++++ DATA UNDER STUDY

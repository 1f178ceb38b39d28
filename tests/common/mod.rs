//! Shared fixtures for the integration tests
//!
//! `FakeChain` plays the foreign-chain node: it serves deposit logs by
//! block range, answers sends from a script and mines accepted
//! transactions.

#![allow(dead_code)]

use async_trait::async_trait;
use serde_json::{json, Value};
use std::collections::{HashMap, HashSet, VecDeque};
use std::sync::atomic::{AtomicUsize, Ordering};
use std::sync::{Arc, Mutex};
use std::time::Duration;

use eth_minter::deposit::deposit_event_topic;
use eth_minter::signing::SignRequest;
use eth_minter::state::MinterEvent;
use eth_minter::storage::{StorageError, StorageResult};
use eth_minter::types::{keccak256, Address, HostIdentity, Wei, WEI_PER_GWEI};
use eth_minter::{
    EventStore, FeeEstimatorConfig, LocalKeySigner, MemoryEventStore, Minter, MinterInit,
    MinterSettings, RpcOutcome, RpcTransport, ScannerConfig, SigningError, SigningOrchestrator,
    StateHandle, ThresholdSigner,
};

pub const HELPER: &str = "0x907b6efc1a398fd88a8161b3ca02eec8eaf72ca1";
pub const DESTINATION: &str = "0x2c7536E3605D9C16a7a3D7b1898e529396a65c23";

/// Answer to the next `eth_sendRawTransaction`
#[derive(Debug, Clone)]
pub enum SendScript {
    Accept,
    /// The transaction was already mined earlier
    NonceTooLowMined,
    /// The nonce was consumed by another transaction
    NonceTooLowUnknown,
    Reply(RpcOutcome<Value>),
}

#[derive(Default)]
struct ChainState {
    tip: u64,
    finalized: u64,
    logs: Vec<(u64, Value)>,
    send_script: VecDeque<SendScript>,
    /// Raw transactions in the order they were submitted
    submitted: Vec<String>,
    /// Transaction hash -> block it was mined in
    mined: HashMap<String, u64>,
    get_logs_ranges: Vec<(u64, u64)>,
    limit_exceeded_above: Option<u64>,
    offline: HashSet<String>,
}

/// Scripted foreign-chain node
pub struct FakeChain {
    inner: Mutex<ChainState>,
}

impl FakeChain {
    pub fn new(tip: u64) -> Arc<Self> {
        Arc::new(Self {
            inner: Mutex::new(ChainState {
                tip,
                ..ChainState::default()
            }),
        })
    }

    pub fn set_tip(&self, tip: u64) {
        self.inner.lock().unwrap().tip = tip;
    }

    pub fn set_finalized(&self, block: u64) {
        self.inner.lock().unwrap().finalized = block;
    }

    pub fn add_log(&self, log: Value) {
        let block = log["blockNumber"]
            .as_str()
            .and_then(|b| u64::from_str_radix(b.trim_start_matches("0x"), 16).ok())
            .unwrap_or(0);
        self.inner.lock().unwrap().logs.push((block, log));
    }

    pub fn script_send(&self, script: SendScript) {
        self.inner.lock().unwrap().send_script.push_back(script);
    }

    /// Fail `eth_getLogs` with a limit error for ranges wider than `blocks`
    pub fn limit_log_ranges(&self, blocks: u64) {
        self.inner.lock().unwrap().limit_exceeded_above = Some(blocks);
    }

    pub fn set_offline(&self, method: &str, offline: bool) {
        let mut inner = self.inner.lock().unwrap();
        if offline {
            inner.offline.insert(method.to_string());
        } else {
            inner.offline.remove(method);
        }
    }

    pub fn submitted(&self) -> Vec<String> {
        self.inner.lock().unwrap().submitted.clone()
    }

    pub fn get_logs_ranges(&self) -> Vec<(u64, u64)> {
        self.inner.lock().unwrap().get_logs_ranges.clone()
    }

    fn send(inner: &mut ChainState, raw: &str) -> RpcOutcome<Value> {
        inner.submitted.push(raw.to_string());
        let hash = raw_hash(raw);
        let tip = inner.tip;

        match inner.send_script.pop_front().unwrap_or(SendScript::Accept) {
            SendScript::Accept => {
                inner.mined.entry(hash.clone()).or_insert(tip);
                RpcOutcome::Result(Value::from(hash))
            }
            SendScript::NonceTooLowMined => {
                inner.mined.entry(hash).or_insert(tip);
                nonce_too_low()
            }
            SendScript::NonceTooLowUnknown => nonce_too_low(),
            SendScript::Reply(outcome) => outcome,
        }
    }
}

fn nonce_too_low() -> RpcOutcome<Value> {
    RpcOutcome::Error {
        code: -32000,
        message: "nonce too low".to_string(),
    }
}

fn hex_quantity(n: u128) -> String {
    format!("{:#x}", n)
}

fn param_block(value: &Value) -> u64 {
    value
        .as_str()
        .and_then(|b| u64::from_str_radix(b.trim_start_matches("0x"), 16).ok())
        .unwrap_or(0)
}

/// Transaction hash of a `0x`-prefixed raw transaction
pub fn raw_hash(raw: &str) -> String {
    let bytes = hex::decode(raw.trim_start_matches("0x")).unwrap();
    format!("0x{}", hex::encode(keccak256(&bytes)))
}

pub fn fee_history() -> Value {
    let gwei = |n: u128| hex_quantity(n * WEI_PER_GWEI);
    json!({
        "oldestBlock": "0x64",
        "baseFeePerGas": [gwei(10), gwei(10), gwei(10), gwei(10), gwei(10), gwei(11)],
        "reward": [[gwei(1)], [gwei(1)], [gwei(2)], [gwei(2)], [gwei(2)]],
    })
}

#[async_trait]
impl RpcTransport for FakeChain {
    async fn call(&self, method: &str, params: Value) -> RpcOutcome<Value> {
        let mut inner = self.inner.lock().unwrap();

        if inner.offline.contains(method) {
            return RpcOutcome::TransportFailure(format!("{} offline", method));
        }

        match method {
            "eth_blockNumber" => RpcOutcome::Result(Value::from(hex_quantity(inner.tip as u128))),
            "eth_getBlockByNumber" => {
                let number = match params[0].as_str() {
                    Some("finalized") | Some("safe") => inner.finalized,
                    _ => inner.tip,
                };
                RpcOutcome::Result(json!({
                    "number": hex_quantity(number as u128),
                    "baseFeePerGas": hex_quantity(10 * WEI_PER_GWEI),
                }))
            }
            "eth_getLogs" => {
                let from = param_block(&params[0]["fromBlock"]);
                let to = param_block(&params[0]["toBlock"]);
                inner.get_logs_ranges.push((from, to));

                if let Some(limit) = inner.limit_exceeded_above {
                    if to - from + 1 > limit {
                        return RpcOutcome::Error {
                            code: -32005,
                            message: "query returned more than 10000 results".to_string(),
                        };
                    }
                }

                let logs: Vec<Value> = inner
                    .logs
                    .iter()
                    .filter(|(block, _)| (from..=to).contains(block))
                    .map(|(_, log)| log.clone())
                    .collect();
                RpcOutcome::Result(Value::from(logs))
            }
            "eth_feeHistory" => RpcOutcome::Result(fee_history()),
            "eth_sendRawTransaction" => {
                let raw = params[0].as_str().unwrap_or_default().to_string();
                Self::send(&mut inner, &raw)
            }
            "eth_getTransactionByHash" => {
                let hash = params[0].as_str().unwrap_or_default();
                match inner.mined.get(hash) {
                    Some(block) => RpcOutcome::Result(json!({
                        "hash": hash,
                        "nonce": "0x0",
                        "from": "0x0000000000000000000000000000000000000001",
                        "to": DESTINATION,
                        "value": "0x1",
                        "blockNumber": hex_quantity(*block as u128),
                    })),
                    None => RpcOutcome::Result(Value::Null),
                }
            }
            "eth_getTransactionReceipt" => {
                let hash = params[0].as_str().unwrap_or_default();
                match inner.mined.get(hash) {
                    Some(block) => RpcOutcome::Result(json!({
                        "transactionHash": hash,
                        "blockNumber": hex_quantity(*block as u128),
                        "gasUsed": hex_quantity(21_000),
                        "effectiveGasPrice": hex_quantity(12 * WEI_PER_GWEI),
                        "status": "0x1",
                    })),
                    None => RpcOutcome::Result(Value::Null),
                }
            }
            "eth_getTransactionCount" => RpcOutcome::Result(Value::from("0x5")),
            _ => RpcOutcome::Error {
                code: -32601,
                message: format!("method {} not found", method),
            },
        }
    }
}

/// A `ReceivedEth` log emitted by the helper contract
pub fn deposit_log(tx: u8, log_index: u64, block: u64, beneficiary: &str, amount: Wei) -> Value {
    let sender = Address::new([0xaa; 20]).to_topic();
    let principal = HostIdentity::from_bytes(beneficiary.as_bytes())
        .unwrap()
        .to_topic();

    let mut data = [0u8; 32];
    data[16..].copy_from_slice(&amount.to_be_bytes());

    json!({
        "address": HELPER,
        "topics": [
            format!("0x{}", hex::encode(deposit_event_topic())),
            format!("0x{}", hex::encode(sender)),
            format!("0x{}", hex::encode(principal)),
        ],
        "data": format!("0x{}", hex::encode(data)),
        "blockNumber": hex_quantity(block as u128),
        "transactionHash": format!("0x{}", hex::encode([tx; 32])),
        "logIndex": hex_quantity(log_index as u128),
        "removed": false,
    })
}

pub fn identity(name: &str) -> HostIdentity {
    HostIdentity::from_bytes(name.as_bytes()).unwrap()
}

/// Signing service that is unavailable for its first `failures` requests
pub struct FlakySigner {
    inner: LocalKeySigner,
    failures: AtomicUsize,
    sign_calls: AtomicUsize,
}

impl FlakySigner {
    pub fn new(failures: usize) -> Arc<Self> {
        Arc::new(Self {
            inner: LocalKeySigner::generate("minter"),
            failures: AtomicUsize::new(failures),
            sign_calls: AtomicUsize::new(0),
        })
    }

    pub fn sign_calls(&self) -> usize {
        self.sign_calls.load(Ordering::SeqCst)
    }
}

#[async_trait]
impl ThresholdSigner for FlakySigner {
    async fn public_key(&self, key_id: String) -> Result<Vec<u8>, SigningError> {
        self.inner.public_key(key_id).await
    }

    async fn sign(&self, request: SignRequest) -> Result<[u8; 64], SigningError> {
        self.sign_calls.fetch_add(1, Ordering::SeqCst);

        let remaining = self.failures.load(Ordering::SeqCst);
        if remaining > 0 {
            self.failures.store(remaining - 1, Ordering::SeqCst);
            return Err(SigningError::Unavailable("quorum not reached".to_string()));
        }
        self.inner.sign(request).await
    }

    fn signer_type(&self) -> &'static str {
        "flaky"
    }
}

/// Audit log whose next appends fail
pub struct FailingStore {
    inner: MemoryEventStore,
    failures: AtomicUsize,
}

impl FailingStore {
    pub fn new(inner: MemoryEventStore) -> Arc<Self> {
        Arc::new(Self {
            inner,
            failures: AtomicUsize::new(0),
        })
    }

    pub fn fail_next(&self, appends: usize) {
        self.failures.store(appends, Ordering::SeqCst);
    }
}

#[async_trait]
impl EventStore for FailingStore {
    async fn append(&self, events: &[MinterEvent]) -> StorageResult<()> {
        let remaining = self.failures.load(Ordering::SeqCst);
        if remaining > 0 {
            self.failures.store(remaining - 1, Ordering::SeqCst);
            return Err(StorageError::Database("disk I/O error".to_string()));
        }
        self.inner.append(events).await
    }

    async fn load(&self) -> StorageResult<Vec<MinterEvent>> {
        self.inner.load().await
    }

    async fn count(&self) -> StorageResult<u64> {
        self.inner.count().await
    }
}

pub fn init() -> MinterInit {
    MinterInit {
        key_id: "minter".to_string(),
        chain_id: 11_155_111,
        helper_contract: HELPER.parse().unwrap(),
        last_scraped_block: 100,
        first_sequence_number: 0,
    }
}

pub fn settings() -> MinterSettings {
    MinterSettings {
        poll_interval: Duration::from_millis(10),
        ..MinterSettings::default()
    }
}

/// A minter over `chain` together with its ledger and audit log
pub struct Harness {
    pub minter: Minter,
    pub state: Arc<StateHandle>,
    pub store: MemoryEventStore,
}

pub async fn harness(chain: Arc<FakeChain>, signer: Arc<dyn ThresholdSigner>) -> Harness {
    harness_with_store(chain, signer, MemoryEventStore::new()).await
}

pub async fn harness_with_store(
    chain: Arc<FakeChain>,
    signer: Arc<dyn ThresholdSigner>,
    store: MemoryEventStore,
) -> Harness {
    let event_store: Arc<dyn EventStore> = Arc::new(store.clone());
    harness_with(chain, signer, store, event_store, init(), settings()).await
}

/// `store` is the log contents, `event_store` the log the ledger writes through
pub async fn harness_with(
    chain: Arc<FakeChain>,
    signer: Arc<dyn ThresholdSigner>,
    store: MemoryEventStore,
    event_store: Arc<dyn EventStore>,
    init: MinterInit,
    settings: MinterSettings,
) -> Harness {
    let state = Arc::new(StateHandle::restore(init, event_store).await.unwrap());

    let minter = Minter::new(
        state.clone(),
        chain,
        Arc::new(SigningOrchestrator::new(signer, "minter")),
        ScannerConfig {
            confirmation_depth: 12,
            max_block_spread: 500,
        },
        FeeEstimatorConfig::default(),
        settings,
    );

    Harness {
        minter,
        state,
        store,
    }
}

++++++++

*DIRECTIONS:* A word-for-word copy of the lines above from the one with "#![allow(dead_code)]" through the one with "by another transaction", inclusive, is the only output wanted.

*FINAL ANSWER:*
#![allow(dead_code)]

use async_trait::async_trait;
use serde_json::{json, Value};
use std::collections::{HashMap, HashSet, VecDeque};
use std::sync::atomic::{AtomicUsize, Ordering};
use std::sync::{Arc, Mutex};
use std::time::Duration;

use eth_minter::deposit::deposit_event_topic;
use eth_minter::signing::SignRequest;
use eth_minter::state::MinterEvent;
use eth_minter::storage::{StorageError, StorageResult};
use eth_minter::types::{keccak256, Address, HostIdentity, Wei, WEI_PER_GWEI};
use eth_minter::{
    EventStore, FeeEstimatorConfig, LocalKeySigner, MemoryEventStore, Minter, MinterInit,
    MinterSettings, RpcOutcome, RpcTransport, ScannerConfig, SigningError, SigningOrchestrator,
    StateHandle, ThresholdSigner,
};

pub const HELPER: &str = "0x907b6efc1a398fd88a8161b3ca02eec8eaf72ca1";
pub const DESTINATION: &str = "0x2c7536E3605D9C16a7a3D7b1898e529396a65c23";

/// Answer to the next `eth_sendRawTransaction`
#[derive(Debug, Clone)]
pub enum SendScript {
    Accept,
    /// The transaction was already mined earlier
    NonceTooLowMined,
    /// The nonce was consumed by another transaction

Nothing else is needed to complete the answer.